(PROVIDED RECORDS begins)

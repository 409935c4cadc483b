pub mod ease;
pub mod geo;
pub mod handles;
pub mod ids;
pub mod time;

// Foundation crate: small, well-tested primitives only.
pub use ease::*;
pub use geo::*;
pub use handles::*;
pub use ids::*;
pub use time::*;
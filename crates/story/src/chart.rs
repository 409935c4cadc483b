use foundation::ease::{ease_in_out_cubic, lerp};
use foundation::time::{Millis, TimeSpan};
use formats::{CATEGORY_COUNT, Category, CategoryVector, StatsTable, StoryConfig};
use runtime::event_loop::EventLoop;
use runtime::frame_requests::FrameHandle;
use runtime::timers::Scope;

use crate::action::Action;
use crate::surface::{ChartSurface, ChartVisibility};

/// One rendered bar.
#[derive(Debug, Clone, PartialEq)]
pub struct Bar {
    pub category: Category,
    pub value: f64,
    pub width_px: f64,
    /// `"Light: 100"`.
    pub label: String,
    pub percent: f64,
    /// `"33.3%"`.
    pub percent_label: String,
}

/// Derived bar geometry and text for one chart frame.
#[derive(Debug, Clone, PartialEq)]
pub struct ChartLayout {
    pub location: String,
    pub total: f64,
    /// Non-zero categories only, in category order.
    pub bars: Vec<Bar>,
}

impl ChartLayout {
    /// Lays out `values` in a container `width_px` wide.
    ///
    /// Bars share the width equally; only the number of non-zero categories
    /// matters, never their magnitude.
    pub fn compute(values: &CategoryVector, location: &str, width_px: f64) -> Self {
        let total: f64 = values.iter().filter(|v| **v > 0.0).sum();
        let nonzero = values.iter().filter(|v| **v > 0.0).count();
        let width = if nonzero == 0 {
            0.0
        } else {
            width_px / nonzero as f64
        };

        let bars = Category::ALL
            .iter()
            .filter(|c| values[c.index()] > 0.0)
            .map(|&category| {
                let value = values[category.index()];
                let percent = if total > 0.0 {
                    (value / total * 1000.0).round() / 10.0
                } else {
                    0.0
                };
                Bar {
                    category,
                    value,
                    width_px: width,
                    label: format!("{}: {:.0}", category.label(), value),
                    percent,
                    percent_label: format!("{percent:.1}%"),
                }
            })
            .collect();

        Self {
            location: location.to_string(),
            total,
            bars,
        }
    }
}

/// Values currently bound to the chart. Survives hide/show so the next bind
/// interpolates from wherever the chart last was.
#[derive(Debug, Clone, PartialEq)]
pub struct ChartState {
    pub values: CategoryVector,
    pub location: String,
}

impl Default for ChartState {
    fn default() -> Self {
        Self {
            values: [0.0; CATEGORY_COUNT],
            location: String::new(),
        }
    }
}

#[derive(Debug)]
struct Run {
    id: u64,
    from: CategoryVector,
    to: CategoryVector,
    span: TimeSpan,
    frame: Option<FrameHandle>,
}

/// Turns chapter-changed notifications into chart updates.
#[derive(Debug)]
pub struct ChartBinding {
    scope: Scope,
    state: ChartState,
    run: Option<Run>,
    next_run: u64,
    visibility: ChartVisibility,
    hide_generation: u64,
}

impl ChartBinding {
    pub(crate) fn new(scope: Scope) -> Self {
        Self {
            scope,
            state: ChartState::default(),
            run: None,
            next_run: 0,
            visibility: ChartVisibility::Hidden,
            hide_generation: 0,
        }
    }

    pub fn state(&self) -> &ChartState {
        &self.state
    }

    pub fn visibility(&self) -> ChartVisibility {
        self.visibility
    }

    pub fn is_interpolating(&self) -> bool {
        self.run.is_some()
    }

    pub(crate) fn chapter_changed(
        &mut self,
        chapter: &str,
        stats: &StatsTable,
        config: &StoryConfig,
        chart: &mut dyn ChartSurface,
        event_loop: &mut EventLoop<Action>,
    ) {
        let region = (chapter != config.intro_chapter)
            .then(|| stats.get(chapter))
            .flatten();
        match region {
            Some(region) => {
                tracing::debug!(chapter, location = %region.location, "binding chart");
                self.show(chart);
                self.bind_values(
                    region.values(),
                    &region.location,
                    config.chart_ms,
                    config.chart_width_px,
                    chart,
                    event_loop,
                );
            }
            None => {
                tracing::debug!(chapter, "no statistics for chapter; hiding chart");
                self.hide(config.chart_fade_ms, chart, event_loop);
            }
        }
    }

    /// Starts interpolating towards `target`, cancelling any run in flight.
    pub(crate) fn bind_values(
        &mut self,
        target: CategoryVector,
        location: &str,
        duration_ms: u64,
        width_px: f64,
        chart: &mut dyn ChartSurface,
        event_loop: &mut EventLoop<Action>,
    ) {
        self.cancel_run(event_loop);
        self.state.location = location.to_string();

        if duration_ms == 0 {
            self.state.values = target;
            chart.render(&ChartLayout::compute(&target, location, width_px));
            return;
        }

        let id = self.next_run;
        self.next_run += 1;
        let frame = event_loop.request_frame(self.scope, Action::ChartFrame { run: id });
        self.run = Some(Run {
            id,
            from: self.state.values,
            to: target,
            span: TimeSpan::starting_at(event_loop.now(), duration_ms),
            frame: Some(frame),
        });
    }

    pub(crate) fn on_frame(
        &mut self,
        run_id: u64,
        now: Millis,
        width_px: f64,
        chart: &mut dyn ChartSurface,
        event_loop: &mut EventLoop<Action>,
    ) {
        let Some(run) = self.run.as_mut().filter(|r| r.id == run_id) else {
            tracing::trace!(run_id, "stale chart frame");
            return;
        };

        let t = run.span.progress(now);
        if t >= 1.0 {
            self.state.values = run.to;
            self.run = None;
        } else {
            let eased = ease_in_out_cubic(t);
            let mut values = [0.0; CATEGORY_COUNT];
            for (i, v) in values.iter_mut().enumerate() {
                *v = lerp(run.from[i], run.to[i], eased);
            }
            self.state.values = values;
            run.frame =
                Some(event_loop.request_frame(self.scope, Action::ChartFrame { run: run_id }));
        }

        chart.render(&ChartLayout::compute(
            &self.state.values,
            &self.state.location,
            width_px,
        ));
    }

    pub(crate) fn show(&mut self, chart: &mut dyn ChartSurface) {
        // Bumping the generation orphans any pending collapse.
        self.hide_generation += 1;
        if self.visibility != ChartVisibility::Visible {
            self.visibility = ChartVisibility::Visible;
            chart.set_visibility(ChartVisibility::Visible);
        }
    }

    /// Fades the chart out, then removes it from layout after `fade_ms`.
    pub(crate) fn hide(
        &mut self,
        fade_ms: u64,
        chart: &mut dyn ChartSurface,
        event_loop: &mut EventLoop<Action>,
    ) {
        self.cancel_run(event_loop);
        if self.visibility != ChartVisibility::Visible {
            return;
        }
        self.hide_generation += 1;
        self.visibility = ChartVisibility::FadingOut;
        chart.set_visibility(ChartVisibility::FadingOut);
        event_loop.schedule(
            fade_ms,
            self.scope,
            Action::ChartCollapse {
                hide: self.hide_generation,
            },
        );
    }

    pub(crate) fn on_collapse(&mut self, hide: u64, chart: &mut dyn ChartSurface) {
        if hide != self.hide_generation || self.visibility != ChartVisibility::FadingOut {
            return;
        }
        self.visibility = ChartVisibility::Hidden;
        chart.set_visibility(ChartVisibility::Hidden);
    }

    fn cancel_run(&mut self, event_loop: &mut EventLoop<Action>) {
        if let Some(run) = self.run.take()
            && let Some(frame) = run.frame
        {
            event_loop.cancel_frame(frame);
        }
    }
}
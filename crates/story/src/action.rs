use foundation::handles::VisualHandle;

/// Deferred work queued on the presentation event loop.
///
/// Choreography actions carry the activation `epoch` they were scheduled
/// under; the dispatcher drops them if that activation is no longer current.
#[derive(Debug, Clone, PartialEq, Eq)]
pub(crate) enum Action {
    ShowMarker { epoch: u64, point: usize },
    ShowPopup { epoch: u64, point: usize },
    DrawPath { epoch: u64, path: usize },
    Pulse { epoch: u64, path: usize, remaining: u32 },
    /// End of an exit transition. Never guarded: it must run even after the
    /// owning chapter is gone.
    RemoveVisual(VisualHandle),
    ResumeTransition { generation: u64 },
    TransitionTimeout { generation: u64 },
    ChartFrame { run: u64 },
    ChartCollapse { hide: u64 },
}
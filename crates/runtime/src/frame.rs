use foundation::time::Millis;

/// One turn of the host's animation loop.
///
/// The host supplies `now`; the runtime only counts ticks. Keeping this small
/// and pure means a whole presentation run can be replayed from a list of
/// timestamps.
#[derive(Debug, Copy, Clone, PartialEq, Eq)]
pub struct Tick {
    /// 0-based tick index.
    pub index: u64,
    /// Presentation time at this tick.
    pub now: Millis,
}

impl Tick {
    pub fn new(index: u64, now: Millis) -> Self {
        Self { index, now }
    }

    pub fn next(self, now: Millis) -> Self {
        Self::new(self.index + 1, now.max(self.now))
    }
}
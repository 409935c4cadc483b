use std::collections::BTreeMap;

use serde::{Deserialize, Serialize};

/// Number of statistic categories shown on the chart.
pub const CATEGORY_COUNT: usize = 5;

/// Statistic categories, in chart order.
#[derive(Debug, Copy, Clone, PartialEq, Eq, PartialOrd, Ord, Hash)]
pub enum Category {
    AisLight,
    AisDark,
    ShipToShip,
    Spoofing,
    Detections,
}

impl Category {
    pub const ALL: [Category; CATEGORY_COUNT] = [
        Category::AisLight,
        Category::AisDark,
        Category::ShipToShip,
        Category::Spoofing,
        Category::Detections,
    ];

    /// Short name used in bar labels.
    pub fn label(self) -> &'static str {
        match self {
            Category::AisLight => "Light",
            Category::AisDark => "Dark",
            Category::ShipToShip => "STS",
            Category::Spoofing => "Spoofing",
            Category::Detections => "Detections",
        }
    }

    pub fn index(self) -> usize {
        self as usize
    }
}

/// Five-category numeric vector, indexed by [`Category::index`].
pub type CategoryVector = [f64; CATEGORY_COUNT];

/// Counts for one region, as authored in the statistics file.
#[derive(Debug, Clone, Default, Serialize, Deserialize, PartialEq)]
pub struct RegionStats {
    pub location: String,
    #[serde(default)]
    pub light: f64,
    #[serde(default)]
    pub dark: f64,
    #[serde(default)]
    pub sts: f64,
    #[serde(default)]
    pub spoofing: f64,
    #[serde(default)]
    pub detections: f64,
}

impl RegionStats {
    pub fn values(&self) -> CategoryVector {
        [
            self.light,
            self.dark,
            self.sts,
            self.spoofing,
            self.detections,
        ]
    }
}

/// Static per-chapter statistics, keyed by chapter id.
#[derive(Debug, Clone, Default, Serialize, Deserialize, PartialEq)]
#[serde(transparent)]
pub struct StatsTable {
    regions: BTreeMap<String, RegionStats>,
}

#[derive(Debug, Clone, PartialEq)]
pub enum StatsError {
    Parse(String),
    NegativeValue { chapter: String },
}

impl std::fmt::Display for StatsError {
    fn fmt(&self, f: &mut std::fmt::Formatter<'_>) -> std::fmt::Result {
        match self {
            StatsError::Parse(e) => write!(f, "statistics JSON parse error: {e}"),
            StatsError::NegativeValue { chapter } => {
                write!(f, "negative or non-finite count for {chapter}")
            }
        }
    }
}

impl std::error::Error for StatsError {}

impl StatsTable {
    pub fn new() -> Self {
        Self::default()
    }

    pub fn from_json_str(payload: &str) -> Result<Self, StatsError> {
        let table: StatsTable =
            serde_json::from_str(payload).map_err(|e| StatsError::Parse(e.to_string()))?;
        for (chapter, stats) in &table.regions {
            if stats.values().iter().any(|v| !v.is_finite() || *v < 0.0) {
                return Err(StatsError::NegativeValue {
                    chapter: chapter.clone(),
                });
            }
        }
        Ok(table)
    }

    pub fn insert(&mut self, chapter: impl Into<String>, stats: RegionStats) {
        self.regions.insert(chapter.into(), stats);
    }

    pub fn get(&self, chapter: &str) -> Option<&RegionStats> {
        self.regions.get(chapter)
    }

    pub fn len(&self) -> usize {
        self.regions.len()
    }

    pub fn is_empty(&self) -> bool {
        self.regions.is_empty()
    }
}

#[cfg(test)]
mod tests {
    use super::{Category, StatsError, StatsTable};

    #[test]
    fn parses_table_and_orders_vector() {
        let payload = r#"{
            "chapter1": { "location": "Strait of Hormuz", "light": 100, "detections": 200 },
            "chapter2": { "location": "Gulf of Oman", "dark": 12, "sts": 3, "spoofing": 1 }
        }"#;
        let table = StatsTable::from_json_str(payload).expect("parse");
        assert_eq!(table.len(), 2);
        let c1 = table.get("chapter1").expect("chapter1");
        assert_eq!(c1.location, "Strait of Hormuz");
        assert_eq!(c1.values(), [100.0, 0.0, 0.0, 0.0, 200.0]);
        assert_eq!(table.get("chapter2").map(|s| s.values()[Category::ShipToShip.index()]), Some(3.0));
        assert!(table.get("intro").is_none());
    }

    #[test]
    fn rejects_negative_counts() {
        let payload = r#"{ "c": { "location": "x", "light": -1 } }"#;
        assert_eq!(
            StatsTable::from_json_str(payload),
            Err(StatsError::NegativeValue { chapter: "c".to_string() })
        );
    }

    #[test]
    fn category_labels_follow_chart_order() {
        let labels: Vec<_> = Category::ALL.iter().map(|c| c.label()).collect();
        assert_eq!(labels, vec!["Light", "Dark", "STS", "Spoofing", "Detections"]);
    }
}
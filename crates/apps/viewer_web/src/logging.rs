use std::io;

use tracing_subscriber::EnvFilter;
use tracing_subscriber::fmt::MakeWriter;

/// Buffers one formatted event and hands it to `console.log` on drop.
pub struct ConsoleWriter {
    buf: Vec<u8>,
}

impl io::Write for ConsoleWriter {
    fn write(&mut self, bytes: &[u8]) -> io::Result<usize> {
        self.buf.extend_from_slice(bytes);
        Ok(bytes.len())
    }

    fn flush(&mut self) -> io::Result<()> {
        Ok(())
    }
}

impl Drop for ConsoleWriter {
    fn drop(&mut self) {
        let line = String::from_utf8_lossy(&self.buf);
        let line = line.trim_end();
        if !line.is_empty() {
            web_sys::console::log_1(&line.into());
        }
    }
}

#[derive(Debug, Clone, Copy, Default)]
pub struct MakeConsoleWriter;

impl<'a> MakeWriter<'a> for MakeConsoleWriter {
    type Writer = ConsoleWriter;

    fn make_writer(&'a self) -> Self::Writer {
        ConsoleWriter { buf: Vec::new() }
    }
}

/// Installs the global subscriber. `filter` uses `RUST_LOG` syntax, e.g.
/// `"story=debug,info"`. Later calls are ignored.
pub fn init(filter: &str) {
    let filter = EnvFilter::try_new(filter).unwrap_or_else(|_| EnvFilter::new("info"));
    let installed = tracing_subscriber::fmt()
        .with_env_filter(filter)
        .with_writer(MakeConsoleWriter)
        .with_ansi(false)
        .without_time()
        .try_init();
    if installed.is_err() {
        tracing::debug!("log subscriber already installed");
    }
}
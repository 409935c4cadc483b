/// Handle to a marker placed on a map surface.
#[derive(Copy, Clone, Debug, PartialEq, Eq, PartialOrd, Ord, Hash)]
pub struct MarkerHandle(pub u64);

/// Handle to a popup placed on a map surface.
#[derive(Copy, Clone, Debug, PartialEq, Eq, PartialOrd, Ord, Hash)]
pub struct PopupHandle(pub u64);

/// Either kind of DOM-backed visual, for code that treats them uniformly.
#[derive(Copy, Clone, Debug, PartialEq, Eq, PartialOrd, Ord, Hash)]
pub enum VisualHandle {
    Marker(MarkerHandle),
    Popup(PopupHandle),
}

(PROVIDED RECORDS ends)

PROBLEM DETAILS> Within the material above, the line with "presentation event loop." opens the range and the line with "chapter is gone." closes it; reproduce that range word for word.

RESPONSE TO THE TASK>
/// Deferred work queued on the presentation event loop.
///
/// Choreography actions carry the activation `epoch` they were scheduled
/// under; the dispatcher drops them if that activation is no longer current.
#[derive(Debug, Clone, PartialEq, Eq)]
pub(crate) enum Action {
    ShowMarker { epoch: u64, point: usize },
    ShowPopup { epoch: u64, point: usize },
    DrawPath { epoch: u64, path: usize },
    Pulse { epoch: u64, path: usize, remaining: u32 },
    /// End of an exit transition. Never guarded: it must run even after the
    /// owning chapter is gone.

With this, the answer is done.